Après avoir terminé mes études secondaires, je me suis installée à Atlanta, et je me suis remariée. Ce n’est que lorsque j’étais enceinte de ma fille que j’ai commencé à dénoncer la pratique des mutilations génitales féminines. Je voulais que ma fille n’ait jamais à subir la même chose que moi. Je savais également qu’il y avait des millions d’autres filles, comme moi et ma fille, sans personne pour les défendre. Si ce n’était pas moi, alors qui le ferait ?
J’ai commencé à en parler… J’ai démarré par un blog, dans lequel je faisais part de ma propre expérience. Peu après, j’ai créé un groupe de soutien pour d’autres femmes, chez moi à Atlanta. En 2014, j’avais enregistré mon organisation et démarré ma pétition sur change.org, demandant au Président Obama de faire mener une enquête sur la prévalence des mutilations génitales féminines aux États-Unis. Par la suite en 2016, l’Institut des États-Unis pour la Paix a organisé le tout premier Sommet pour mettre fin aux mutilations génitales féminines.
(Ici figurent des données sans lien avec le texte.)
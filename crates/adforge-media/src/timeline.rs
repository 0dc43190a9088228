//! Timeline placement and numeric validation.

use adforge_models::{PlanStatus, TimelineEntry, Validation};

/// Lay entries end to end from zero, in their current order.
pub fn place_contiguously(timeline: &mut [TimelineEntry]) {
    let mut cursor = 0u64;
    for entry in timeline.iter_mut() {
        entry.placement_start_ms = cursor;
        cursor += entry.output_duration_ms();
    }
}

/// Compute totals and flag gaps and overlaps.
///
/// Inverted trim ranges count as overlaps. Gaps only produce warnings.
pub fn validate_timeline(timeline: &[TimelineEntry]) -> Validation {
    let mut validation = Validation {
        total_duration_ms: timeline
            .iter()
            .map(TimelineEntry::placement_end_ms)
            .max()
            .unwrap_or(0),
        segment_count: timeline.len(),
        ..Validation::default()
    };

    if timeline.is_empty() {
        validation.warnings.push("timeline is empty".to_string());
        return validation;
    }

    for entry in timeline {
        if entry.is_inverted() {
            validation.has_overlaps = true;
            validation.warnings.push(format!(
                "entry '{}' has an inverted trim ({}ms > {}ms)",
                entry.segment_id, entry.trim_start_ms, entry.trim_end_ms
            ));
        } else if entry.trim_start_ms < entry.source_start_ms || entry.trim_end_ms > entry.source_end_ms {
            validation.warnings.push(format!(
                "entry '{}' trims outside its source range",
                entry.segment_id
            ));
        }
        if let Some(split) = entry.split_at_ms {
            if split <= entry.trim_start_ms || split >= entry.trim_end_ms {
                validation.warnings.push(format!(
                    "entry '{}' split point {}ms is outside the kept range",
                    entry.segment_id, split
                ));
            }
        }
    }

    let mut ordered: Vec<&TimelineEntry> = timeline.iter().collect();
    ordered.sort_by_key(|e| e.placement_start_ms);

    if ordered[0].placement_start_ms > 0 {
        validation.has_gaps = true;
        validation.warnings.push(format!(
            "timeline starts at {}ms",
            ordered[0].placement_start_ms
        ));
    }

    for pair in ordered.windows(2) {
        let (prev, next) = (pair[0], pair[1]);
        let prev_end = prev.placement_end_ms();
        if next.placement_start_ms > prev_end {
            validation.has_gaps = true;
            validation.warnings.push(format!(
                "{}ms gap between '{}' and '{}'",
                next.placement_start_ms - prev_end,
                prev.segment_id,
                next.segment_id
            ));
        } else if next.placement_start_ms < prev_end {
            validation.has_overlaps = true;
            validation.warnings.push(format!(
                "'{}' overlaps '{}' by {}ms",
                next.segment_id,
                prev.segment_id,
                prev_end - next.placement_start_ms
            ));
        }
    }

    validation
}

/// Status implied by a validation result.
pub fn status_for(validation: &Validation) -> PlanStatus {
    if validation.segment_count == 0 {
        return PlanStatus::Uncompilable {
            reason: "timeline has no segments".to_string(),
        };
    }
    if validation.has_overlaps {
        let detail = validation
            .warnings
            .iter()
            .find(|w| w.contains("inverted") || w.contains("overlaps"))
            .cloned()
            .unwrap_or_else(|| "overlapping entries".to_string());
        return PlanStatus::Uncompilable {
            reason: format!("timeline overlap: {}", detail),
        };
    }
    PlanStatus::Ready
}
Je pense que de nombreuses idées fausses persistent encore aujourd’hui au sujet des mutilations génitales féminines, par exemple, qu’elles sont pratiquées par des Africains ignorants et des personnes en Afrique qui ne sont pas éduquées ni civilisées. La pratique des mutilations génitales féminines existe en Afrique, mais aussi au Moyen-Orient, en Asie du Sud-Est, et même dans des pays comme la Colombie, les États-Unis et le Royaume-Uni ! Les mutilations génitales féminines n’ont rien à voir avec la religion. Il ne s’agit pas non plus d’une question de classe sociale ou du niveau d’éducation. J’ai vu certaines des personnes les plus éduquées pratiquer des mutilations génitales féminines parce qu’elles pensent que cela fait partie de leur culture.
En réalité, le plus gros défi à surmonter est l’idée selon laquelle les mutilations génitales féminines sont une pratique religieuse. C’est difficile de changer un concept que les gens assimilent à une obligation religieuse qui leur incombe. Il faut que les dirigeants religieux fassent preuve de courage et qu’ils affirment clairement que les mutilations génitales féminines n’ont rien à voir avec la religion. En Gambie, nous avons organisé la première formation à l’intention des dirigeants religieux en 2015. Avant la formation, je me souviens combien les participants étaient divisés… de nombreux dirigeants religieux venus de Gambie, du Sénégal et de Mauritanie étaient favorables aux mutilations génitales féminines. À la fin de la formation, ils ont émis une fatwa contre les mutilations génitales féminines.
Nous devons également fournir des ressources directement aux communautés pour accomplir ce travail, éliminer les intermédiaires et savoir que les femmes et leurs communautés sont plus que capables de proposer des solutions qui contribueront réellement à éradiquer les mutilations génitales féminines. Nous ne pouvons pas apporter des solutions dans les communautés et espérer un changement. Chaque communauté est différente ! Les raisons pour lesquelles elles pratiquent les mutilations génitales féminines sont différentes !
Aujourd’hui, nous sommes arrivés à un tournant décisif dans le mouvement de lutte contre les mutilations génitales féminines. Non seulement les victimes sont les premières à s’engager dans la lutte contre les mutilations génitales féminines, mais la volonté politique est aussi présente dans l’ensemble de l’Afrique et les organismes des Nations Unies déploient plus d’efforts que jamais auparavant dans ce domaine. Du fait que nous avons créé un mouvement où ce sont les femmes qui dirigent le changement, je pense que nous avons de bonnes chances, et nous avons hâte de voir les résultats que nous aurons atteints en 2030 ».